目の前に差し出された杖に、ぎらぎらと光る真っ黒い瞳を思い出して、私は思わず息を飲む。しかし、目の前の彼は不思議そうに首を傾げるだけで、私を深い深い穴の底へ落とすことはしなかった。


「あれ、お前、知らねえの」

「え、なに?なにを?」

「あー、そっか、これって俺の住んでるところだけか……。杖出せよ、杖、持ってるだろ」

「あ、うん、待って、待って……」


ほらはやく、と急かされて、私は慌ててローブのポケットに手を突っ込む。ラズベリー色のキャンディの下に埋もれていたそれは、ポケットから出すと不思議と疲れているように見えた。
ひゅうひゅうと氷の風が吹き抜けて、藍色の髪と私のダークブラウンの髪がもつれあう。それを気にも止めない彼は私の杖の先に自分の杖の先をこつりと当てて、小さな唇を震わせた。


「約束な」


どうやらそれが、彼の暮らす町での誓いの儀式らしい。
杖の先を満足そうに撫でた彼はローブのフードをすっぽりとかぶり、に、と歯を見せて笑う。ぼんやりとそんな彼を見上げていれば彼はおかしそうに笑って、じゃあ、と手を上げた。
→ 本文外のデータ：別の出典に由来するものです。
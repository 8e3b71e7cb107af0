use anyhow::{Context, Result};
use clap::{CommandFactory, Parser};
use pitchsh::app::{InputMode, run_monitor};
use pitchsh::cli::{Cli, Commands, ConfigAction};
use pitchsh::config::Config;
use pitchsh::logging::init_logging;

#[tokio::main]
async fn main() -> Result<()> {
    let cli = Cli::parse();
    init_logging(cli.verbose, cli.quiet);
    log::debug!("pitchsh {}", pitchsh::version_string());

    match &cli.command {
        None => {
            let config = effective_config(&cli)?;
            run_monitor(config, InputMode::detect(), cli.quiet).await?;
        }
        Some(Commands::Config { action }) => {
            handle_config_command(action, &cli)?;
        }
        Some(Commands::Completions { shell }) => {
            clap_complete::generate(
                *shell,
                &mut Cli::command(),
                "pitchsh",
                &mut std::io::stdout(),
            );
        }
    }

    Ok(())
}

/// File, then environment, then command-line flags.
fn effective_config(cli: &Cli) -> Result<Config> {
    let mut config = Config::resolve(cli.config.as_deref())
        .context("Failed to load configuration")?
        .with_env_overrides();
    cli.apply_overrides(&mut config);
    config.validate()?;
    Ok(config)
}

fn handle_config_command(action: &ConfigAction, cli: &Cli) -> Result<()> {
    match action {
        ConfigAction::Path => {
            let path = match &cli.config {
                Some(path) => path.clone(),
                None => Config::default_path()?,
            };
            println!("{}", path.display());
        }
        ConfigAction::Show => {
            let config = effective_config(cli)?;
            print!("{}", config.to_toml()?);
        }
    }
    Ok(())
}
「他の奴には秘密。俺が杖を出したら紙を渡すから、紙に書いてる通りにな!」


言うだけ言って、彼は目を細めて笑いながら後ろ向けに数歩走り、それからくるりと背を向けて走り去っていった。
紙を渡されたら、その紙に書かれた通りに、彼と会う。私たちだけの、秘密。
氷の風が吹き抜けていって、それでも私の目の前に残るチョコレートの匂いに、私はポケットの中の日記帳をそっと撫でた。トムに何かを言いたくて仕方ないのに、言葉が浮かんでこなかった。
頭の中は、夜の上を滑っていくダークグレーの星と、私の鼻をつまみそうでつままない指先でいっぱいだった。